December 29th, 2009
Failure to Launch
Sometimes I like chick flicks. They can be relaxing, light, funny, charming… like some of Hugh Grant’s better ones: Love Actually, or that one with Julia Roberts in it. Notting Hill.
But I made the awful mistake of putting on Failure to Launch, a gruesome piece of crap starring Matthew McConaughey and Sarah Jessica Parker.
McConaughey is a 35-year-old nobody who still lives with his parents because he’s too lazy and stupid to think of doing anything else. Parker has forged a career for herself prying mama’s boys like McConaughey out of the basement. She does it by making them fall in love with her, and then she dumps them. She does this for money.
These two pathetic losers naturally fall in love with each other. I can’t even stand to tell you about it, it’s just too horrible. I watched the whole thing and it made me feel like I was a loser too.

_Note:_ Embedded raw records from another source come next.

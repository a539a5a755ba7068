//! Release stores
//!
//! A store persists every revision of every release it manages, keyed by
//! release name. Two backends are provided:
//! - **Secrets** (default): one Kubernetes Secret per revision in the storage namespace
//! - **Memory**: process-local, for tests and dry runs
//!
//! Stored releases are JSON, compressed (zstd by default, gzip supported)
//! and base64-encoded.

mod memory;
mod secrets;

pub use memory::{MemoryStore, OperationCounts};
pub use secrets::SecretsStore;

use async_trait::async_trait;
use pkgdriver_core::Release;
use std::collections::BTreeMap;
use std::str::FromStr;

use crate::error::{KubeError, Result};

/// Label marking resources owned by pkgdriver
pub const MANAGED_BY_LABEL: &str = "app.kubernetes.io/managed-by";
/// Value of [`MANAGED_BY_LABEL`]
pub const MANAGED_BY: &str = "pkgdriver";
pub const RELEASE_NAME_LABEL: &str = "pkgdriver.io/release-name";
pub const RELEASE_REVISION_LABEL: &str = "pkgdriver.io/release-revision";
pub const RELEASE_NAMESPACE_LABEL: &str = "pkgdriver.io/release-namespace";
pub const RELEASE_STATUS_LABEL: &str = "pkgdriver.io/status";
pub const COMPRESSION_LABEL: &str = "pkgdriver.io/compression";

/// Release persistence
///
/// Implementations must be Send + Sync for use across async tasks.
#[async_trait]
pub trait ReleaseStore: Send + Sync {
    /// Get a specific revision of a release
    async fn get(&self, name: &str, revision: u32) -> Result<Release>;

    /// Every stored revision of a release, newest first
    ///
    /// Returns [`KubeError::ReleaseNotFound`] when nothing is stored.
    async fn history(&self, name: &str) -> Result<Vec<Release>>;

    /// Store a new revision
    async fn create(&self, release: &Release) -> Result<()>;

    /// Replace a stored revision
    async fn update(&self, release: &Release) -> Result<()>;

    /// Delete a specific revision, returning it
    async fn delete(&self, name: &str, revision: u32) -> Result<Release>;

    /// The newest revision of a release
    async fn latest(&self, name: &str) -> Result<Release> {
        self.history(name)
            .await?
            .into_iter()
            .next()
            .ok_or_else(|| KubeError::ReleaseNotFound {
                name: name.to_string(),
            })
    }

    /// Check if a release exists
    async fn exists(&self, name: &str) -> Result<bool> {
        match self.latest(name).await {
            Ok(_) => Ok(true),
            Err(KubeError::ReleaseNotFound { .. }) => Ok(false),
            Err(e) => Err(e),
        }
    }
}

/// Which release store a session uses
#[derive(Debug, Clone, Copy, Default, PartialEq, Eq, serde::Serialize, serde::Deserialize)]
#[serde(rename_all = "lowercase")]
pub enum StorageBackend {
    /// Kubernetes Secrets in the storage namespace
    #[default]
    Secret,
    /// Process-local memory
    Memory,
}

impl FromStr for StorageBackend {
    type Err = KubeError;

    /// Parse a backend name; an empty name selects the default
    fn from_str(s: &str) -> Result<Self> {
        match s.trim().to_lowercase().as_str() {
            "" | "secret" | "secrets" => Ok(Self::Secret),
            "memory" => Ok(Self::Memory),
            other => Err(KubeError::InvalidConfig(format!(
                "unknown storage backend '{}' (expected 'secret' or 'memory')",
                other
            ))),
        }
    }
}

impl std::fmt::Display for StorageBackend {
    fn fmt(&self, f: &mut std::fmt::Formatter<'_>) -> std::fmt::Result {
        match self {
            Self::Secret => write!(f, "secret"),
            Self::Memory => write!(f, "memory"),
        }
    }
}

/// Compression method for release data
#[derive(Debug, Clone, Copy, PartialEq, Eq)]
pub enum CompressionMethod {
    /// No compression
    None,

    /// Gzip compression
    Gzip { level: u32 },

    /// Zstd compression
    Zstd { level: i32 },
}

impl Default for CompressionMethod {
    fn default() -> Self {
        Self::Zstd { level: 3 }
    }
}

impl CompressionMethod {
    /// Label value recorded next to stored data
    pub fn label(&self) -> &'static str {
        match self {
            Self::None => "none",
            Self::Gzip { .. } => "gzip",
            Self::Zstd { .. } => "zstd",
        }
    }

    /// Method for a label value, if known
    pub fn from_label(label: &str) -> Option<Self> {
        match label {
            "none" => Some(Self::None),
            "gzip" => Some(Self::Gzip { level: 6 }),
            "zstd" => Some(Self::Zstd { level: 3 }),
            _ => None,
        }
    }
}

/// Compress data using the configured method
#[must_use = "compression result should be used"]
pub fn compress(data: &[u8], method: CompressionMethod) -> Result<Vec<u8>> {
    match method {
        CompressionMethod::None => Ok(data.to_vec()),
        CompressionMethod::Gzip { level } => {
            use std::io::Write;
            let mut encoder =
                flate2::write::GzEncoder::new(Vec::new(), flate2::Compression::new(level));
            encoder
                .write_all(data)
                .map_err(|e| KubeError::Compression(e.to_string()))?;
            encoder
                .finish()
                .map_err(|e| KubeError::Compression(e.to_string()))
        }
        CompressionMethod::Zstd { level } => zstd::encode_all(std::io::Cursor::new(data), level)
            .map_err(|e| KubeError::Compression(e.to_string())),
    }
}

/// Decompress data
#[must_use = "decompression result should be used"]
pub fn decompress(data: &[u8], method: CompressionMethod) -> Result<Vec<u8>> {
    match method {
        CompressionMethod::None => Ok(data.to_vec()),
        CompressionMethod::Gzip { .. } => {
            use std::io::Read;
            let mut decoder = flate2::read::GzDecoder::new(data);
            let mut decompressed = Vec::new();
            decoder
                .read_to_end(&mut decompressed)
                .map_err(|e| KubeError::Compression(e.to_string()))?;
            Ok(decompressed)
        }
        CompressionMethod::Zstd { .. } => zstd::decode_all(std::io::Cursor::new(data))
            .map_err(|e| KubeError::Compression(e.to_string())),
    }
}

/// Encode a release for storage (serialize + compress + base64)
#[must_use = "encoded data should be used for storage"]
pub fn encode_for_storage(release: &Release, compression: CompressionMethod) -> Result<String> {
    let json = serde_json::to_vec(release)?;
    let compressed = compress(&json, compression)?;
    Ok(base64::Engine::encode(
        &base64::engine::general_purpose::STANDARD,
        &compressed,
    ))
}

/// Decode a stored release (base64 + decompress + deserialize)
#[must_use = "decoded release should be used"]
pub fn decode_from_storage(data: &str, compression: CompressionMethod) -> Result<Release> {
    let decoded = base64::Engine::decode(&base64::engine::general_purpose::STANDARD, data)
        .map_err(|e| KubeError::Serialization(format!("base64 decode error: {}", e)))?;
    let decompressed = decompress(&decoded, compression)?;
    Ok(serde_json::from_slice(&decompressed)?)
}

/// Labels applied to all storage resources
#[must_use = "labels should be applied to resources"]
pub fn storage_labels(release: &Release) -> BTreeMap<String, String> {
    let mut labels = BTreeMap::new();
    labels.insert(MANAGED_BY_LABEL.to_string(), MANAGED_BY.to_string());
    labels.insert(RELEASE_NAME_LABEL.to_string(), release.name.clone());
    labels.insert(RELEASE_REVISION_LABEL.to_string(), release.revision.to_string());
    labels.insert(RELEASE_NAMESPACE_LABEL.to_string(), release.namespace.clone());
    labels.insert(
        RELEASE_STATUS_LABEL.to_string(),
        release.status.status_name().to_string(),
    );
    labels
}

#[cfg(test)]
mod tests {
    use super::*;
    use pkgdriver_core::{ChartMetadata, ReleaseStatus, Values};

    pub(crate) fn test_release(name: &str, manifest: &str) -> Release {
        Release::for_install(
            name,
            "ns-a",
            ChartMetadata {
                api_version: "v2".to_string(),
                name: "test-chart".to_string(),
                version: semver::Version::new(1, 0, 0),
                description: Some("Test chart".to_string()),
                app_version: None,
                annotations: Default::default(),
            },
            Values::from_json(r#"{"replicas": 3}"#).unwrap(),
            manifest.to_string(),
        )
    }

    #[test]
    fn test_compression_roundtrip() {
        let data = b"Hello, World! This is test data for compression.";
        for method in [
            CompressionMethod::None,
            CompressionMethod::Gzip { level: 6 },
            CompressionMethod::Zstd { level: 3 },
        ] {
            let compressed = compress(data, method).unwrap();
            let decompressed = decompress(&compressed, method).unwrap();
            assert_eq!(data.as_slice(), decompressed.as_slice(), "{:?}", method);
        }
    }

    #[test]
    fn test_encode_decode_preserves_release() {
        let mut release = test_release("app1", "apiVersion: v1\nkind: ConfigMap");
        release.mark_failed("Test failure");

        let encoded = encode_for_storage(&release, CompressionMethod::default()).unwrap();
        let decoded = decode_from_storage(&encoded, CompressionMethod::default()).unwrap();

        assert_eq!(decoded, release);
        assert!(matches!(decoded.status, ReleaseStatus::Failed { reason } if reason == "Test failure"));
    }

    #[test]
    fn test_large_manifest_compresses() {
        let release = test_release("app1", &"apiVersion: v1\nkind: ConfigMap\n".repeat(1000));

        let encoded = encode_for_storage(&release, CompressionMethod::default()).unwrap();
        let raw = base64::Engine::decode(&base64::engine::general_purpose::STANDARD, &encoded)
            .unwrap();
        let json = serde_json::to_vec(&release).unwrap();
        assert!(raw.len() < json.len());
    }

    #[test]
    fn test_decode_invalid_data() {
        assert!(decode_from_storage("not valid base64!!!", CompressionMethod::None).is_err());

        let not_json =
            base64::Engine::encode(&base64::engine::general_purpose::STANDARD, b"not json");
        assert!(decode_from_storage(&not_json, CompressionMethod::None).is_err());
    }

    #[test]
    fn test_storage_labels() {
        let release = test_release("app1", "");
        let labels = storage_labels(&release);

        assert_eq!(labels.get(MANAGED_BY_LABEL).map(String::as_str), Some("pkgdriver"));
        assert_eq!(labels.get(RELEASE_NAME_LABEL).map(String::as_str), Some("app1"));
        assert_eq!(labels.get(RELEASE_REVISION_LABEL).map(String::as_str), Some("1"));
        assert_eq!(labels.get(RELEASE_NAMESPACE_LABEL).map(String::as_str), Some("ns-a"));
        assert_eq!(
            labels.get(RELEASE_STATUS_LABEL).map(String::as_str),
            Some("pending-install")
        );
    }

    #[test]
    fn test_storage_backend_parse() {
        assert_eq!("".parse::<StorageBackend>().unwrap(), StorageBackend::Secret);
        assert_eq!("secret".parse::<StorageBackend>().unwrap(), StorageBackend::Secret);
        assert_eq!("Memory".parse::<StorageBackend>().unwrap(), StorageBackend::Memory);
        assert!("sql".parse::<StorageBackend>().is_err());
    }

    #[test]
    fn test_compression_labels() {
        for method in [
            CompressionMethod::None,
            CompressionMethod::Gzip { level: 6 },
            CompressionMethod::Zstd { level: 3 },
        ] {
            assert_eq!(CompressionMethod::from_label(method.label()), Some(method));
        }
        assert_eq!(CompressionMethod::from_label("lz4"), None);
    }
}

The only thing good in this movie is the performance of Zooey Deschanel (Elf) as Parker’s neurotic roommate. She’s funny and likeable, and she steals every scene she’s in. But she can’t make this movie worth watching.
The Virgin Spring
To cleanse myself I needed a strong dose of existential angst, a bracing dash of black-and-white gloom from the Swedish master himself, Ingmar Bergman. Here there would be no smarmy muscle boys, no sinewy cougars, no boy-men bitten by chipmunks, and for the love of God, no paintball.
The Virgin Spring slaps you like a cold north wind. Two young women live as sisters on a 13th-century Swedish farm. They are the golden Karin, blonde and virginal, and the dark, slovenly Ingeri, who is unmarried and pregnant. Karin rides to take candles to church, and on the way she is raped and murdered by two goatherds. Ingeri hides in the forest and watches and a third goatherd, a young boy, also watches. By chance the men try to sell Karin’s beautiful gown to her parents, and her father Töre takes his revenge.
That’s it. A lot of the time there isn’t even any talking. Much of the tale is told by the expressions on the faces of the actors, the way they stand in the shadows and the light. It is a profound and moving document of love and grief and the human heart.
It worked for me. I loved this movie, and I am cleansed of the stain of watching Failure to Launch. Pardon me while I whip myself with these birch twigs.